Saved entries
-.-.-
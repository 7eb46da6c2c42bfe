//! Desk runner: periodic hierarchy refresh and live snapshot polling.
//!
//! Each tick:
//! - Rebuilds the account hierarchy from fresh accounts and relationships
//! - Replaces the active account's live snapshot
//! - Logs what the host would see for the current symbol

use std::fmt;
use std::sync::atomic::{AtomicBool, Ordering};
use std::sync::Arc;
use std::time::Duration;

use anyhow::Result;
use chrono::{DateTime, Utc};
use tokio::sync::RwLock;
use tokio::time::interval;
use tracing::{debug, error, info, warn};

use crate::api::AccountsClient;
use crate::broker::{BrokerAdapterFacade, ChartHost};
use crate::config::DeskConfig;
use crate::hierarchy::{AccountHierarchyBuilder, CopyRelationshipIndex, HierarchyNode};
use crate::models::{Account, AccountId, RelationshipPayload};

/// Latest hierarchy computation.
#[derive(Debug, Clone, Default)]
struct HierarchyState {
    accounts: Vec<Account>,
    nodes: Vec<HierarchyNode>,
    excluded: Vec<AccountId>,
}

/// Orchestrates the accounts client, the snapshot store, and the facade.
pub struct Desk<H: ChartHost> {
    config: DeskConfig,
    client: AccountsClient,
    facade: Arc<BrokerAdapterFacade<H>>,
    state: Arc<RwLock<HierarchyState>>,
    shutdown: Arc<AtomicBool>,
}

impl<H: ChartHost> Desk<H> {
    pub fn new(config: DeskConfig, facade: BrokerAdapterFacade<H>) -> Result<Self> {
        config.validate()?;
        let client = AccountsClient::new(&config)?;

        Ok(Self {
            config,
            client,
            facade: Arc::new(facade),
            state: Arc::new(RwLock::new(HierarchyState::default())),
            shutdown: Arc::new(AtomicBool::new(false)),
        })
    }

    pub fn facade(&self) -> &BrokerAdapterFacade<H> {
        &self.facade
    }

    /// Fetch accounts and relationships and rebuild the hierarchy.
    ///
    /// A failed relationship fetch is treated as no payload, which leaves
    /// every account standalone.
    pub async fn refresh_hierarchy(&self) -> Result<Vec<HierarchyNode>> {
        let accounts = self.client.get_accounts().await?;

        let payload = match self.client.get_relationships().await {
            Ok(payload) => Some(payload),
            Err(e) => {
                warn!(error = %e, "Relationship fetch failed; treating all accounts as standalone");
                None
            }
        };

        Ok(self.apply_refresh(accounts, payload.as_ref()).await)
    }

    /// Rebuild the hierarchy from already fetched inputs.
    pub async fn apply_refresh(
        &self,
        accounts: Vec<Account>,
        payload: Option<&RelationshipPayload>,
    ) -> Vec<HierarchyNode> {
        let index = CopyRelationshipIndex::from_payload(payload);
        let builder = AccountHierarchyBuilder::new(&accounts, &index);
        let nodes = builder.build();
        let excluded = builder.excluded_accounts(&nodes);

        if !excluded.is_empty() {
            warn!(excluded = ?excluded, "Copier accounts whose master is not visible");
        }

        if index.is_empty() {
            debug!("No copy relationships; every account is standalone");
        }

        info!(
            accounts = accounts.len(),
            masters = index.len(),
            links = index.link_count(),
            nodes = nodes.len(),
            "Account hierarchy refreshed"
        );

        let mut state = self.state.write().await;
        *state = HierarchyState {
            accounts,
            nodes: nodes.clone(),
            excluded,
        };

        nodes
    }

    pub async fn hierarchy(&self) -> Vec<HierarchyNode> {
        self.state.read().await.nodes.clone()
    }

    /// Make a known account the facade's active account.
    pub async fn select_account(&self, account_id: AccountId) -> Result<()> {
        let account = self
            .state
            .read()
            .await
            .accounts
            .iter()
            .find(|a| a.id == account_id)
            .cloned()
            .ok_or_else(|| anyhow::anyhow!("Account {} not found", account_id))?;

        info!(account = account_id, name = %account.display_name(), "Selecting account");
        self.facade.switch_account(account).await;
        Ok(())
    }

    /// Replace the active account's snapshot with a fresh one.
    /// Returns the new snapshot version, or `None` with no active account.
    pub async fn poll_snapshot(&self) -> Result<Option<u64>> {
        let Some(account) = self.facade.active_account().await else {
            return Ok(None);
        };

        let snapshot = self.client.get_live_snapshot(account.id).await?;
        let version = self.facade.store().update_positions(account.id, snapshot).await;
        Ok(Some(version))
    }

    /// Main run loop.
    pub async fn run(&self) -> Result<()> {
        info!(
            api_url = %self.config.api_url,
            interval = self.config.refresh_interval_secs,
            "Starting desk loop"
        );

        let mut ticker = interval(Duration::from_secs(self.config.refresh_interval_secs));

        let shutdown = self.shutdown.clone();
        tokio::spawn(async move {
            tokio::signal::ctrl_c().await.ok();
            info!("Shutdown signal received");
            shutdown.store(true, Ordering::SeqCst);
        });

        while !self.shutdown.load(Ordering::SeqCst) {
            ticker.tick().await;

            if let Err(e) = self.tick().await {
                error!(error = %e, "Error in desk tick");
            }
        }

        info!("Desk loop stopped");
        Ok(())
    }

    async fn tick(&self) -> Result<()> {
        debug!("Desk tick");

        self.refresh_hierarchy().await?;

        if let Some(version) = self.poll_snapshot().await? {
            let positions = self.facade.positions().await;
            let orders = self.facade.orders().await;
            info!(
                version = version,
                positions = positions.len(),
                orders = orders.len(),
                "Live snapshot applied"
            );
        }

        Ok(())
    }

    pub async fn get_stats(&self) -> DeskStats {
        let state = self.state.read().await;
        let active = self.facade.active_account().await;

        let stored = match &active {
            Some(account) => self.facade.store().current(account.id).await,
            None => None,
        };

        DeskStats {
            accounts: state.accounts.len(),
            nodes: state.nodes.len(),
            copiers: state.nodes.iter().map(|n| n.slaves.len()).sum(),
            excluded: state.excluded.len(),
            active_account: active.map(|a| a.display_name()),
            snapshot_version: stored.as_ref().map(|s| s.version),
            snapshot_received_at: stored.as_ref().map(|s| s.received_at),
        }
    }
}

/// Desk statistics.
#[derive(Debug, Clone)]
pub struct DeskStats {
    pub accounts: usize,
    pub nodes: usize,
    pub copiers: usize,
    pub excluded: usize,
    pub active_account: Option<String>,
    pub snapshot_version: Option<u64>,
    pub snapshot_received_at: Option<DateTime<Utc>>,
}

impl fmt::Display for DeskStats {
    fn fmt(&self, f: &mut fmt::Formatter<'_>) -> fmt::Result {
        writeln!(f, "=== Desk Statistics ===")?;
        writeln!(f, "Accounts:        {}", self.accounts)?;
        writeln!(f, "Hierarchy Nodes: {}", self.nodes)?;
        writeln!(f, "Copiers Placed:  {}", self.copiers)?;
        writeln!(f, "Excluded:        {}", self.excluded)?;
        writeln!(
            f,
            "Active Account:  {}",
            self.active_account.as_deref().unwrap_or("-")
        )?;
        match (self.snapshot_version, self.snapshot_received_at) {
            (Some(v), Some(at)) => writeln!(f, "Snapshot:        v{} at {}", v, at.format("%H:%M:%S"))?,
            (Some(v), None) => writeln!(f, "Snapshot:        v{}", v)?,
            _ => writeln!(f, "Snapshot:        none")?,
        }
        Ok(())
    }
}

#[cfg(test)]
mod tests {
    use super::*;
    use crate::broker::{FixedSymbolHost, LiveTradeStore};
    use crate::models::CopyRelationship;

    fn desk() -> Desk<FixedSymbolHost> {
        let facade = BrokerAdapterFacade::new(FixedSymbolHost::new("EURUSD"), LiveTradeStore::new());
        Desk::new(DeskConfig::default(), facade).unwrap()
    }

    fn accounts() -> Vec<Account> {
        (1..=5).map(|id| Account::new(id, format!("acct-{}", id))).collect()
    }

    #[tokio::test]
    async fn test_apply_refresh_rebuilds_from_scratch() {
        let desk = desk();
        let payload = RelationshipPayload::new(vec![
            CopyRelationship::new(1, [2, 3]),
            CopyRelationship::new(99, [5]),
        ]);

        let nodes = desk.apply_refresh(accounts(), Some(&payload)).await;
        assert_eq!(nodes.len(), 2);
        assert_eq!(nodes[0].slaves.len(), 2);

        let stats = desk.get_stats().await;
        assert_eq!(stats.accounts, 5);
        assert_eq!(stats.copiers, 2);
        assert_eq!(stats.excluded, 1);

        // Without a payload everything becomes standalone again.
        let nodes = desk.apply_refresh(accounts(), None).await;
        assert_eq!(nodes.len(), 5);
        assert!(nodes.iter().all(|n| n.slaves.is_empty()));
        assert_eq!(desk.hierarchy().await, nodes);
    }

    #[tokio::test]
    async fn test_select_account() {
        let desk = desk();
        desk.apply_refresh(accounts(), None).await;

        assert!(desk.select_account(42).await.is_err());

        desk.select_account(3).await.unwrap();
        let info = desk.facade().account_manager_info().await;
        assert_eq!(info.account_title, "acct-3");

        let stats = desk.get_stats().await;
        assert_eq!(stats.active_account.as_deref(), Some("acct-3"));
        assert!(stats.snapshot_version.is_none());
        assert!(stats.snapshot_received_at.is_none());

        desk.facade()
            .store()
            .update_positions(3, crate::models::LiveTradeSnapshot::default())
            .await;
        let stats = desk.get_stats().await;
        assert!(stats.snapshot_version.is_some());
        assert!(stats.snapshot_received_at.is_some());
        assert!(stats.to_string().contains("Snapshot:        v"));
    }

    #[tokio::test]
    async fn test_poll_without_account_is_noop() {
        let desk = desk();
        assert_eq!(desk.poll_snapshot().await.unwrap(), None);
    }
}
-.-.-
Among the records above, repeat exactly the line with "tokio::signal::ctrl_c().await.ok();", the line with "ticker.tick().await;", and every line in between, and only those.

_THE ANSWER:_
            tokio::signal::ctrl_c().await.ok();
            info!("Shutdown signal received");
            shutdown.store(true, Ordering::SeqCst);
        });

        while !self.shutdown.load(Ordering::SeqCst) {
            ticker.tick().await;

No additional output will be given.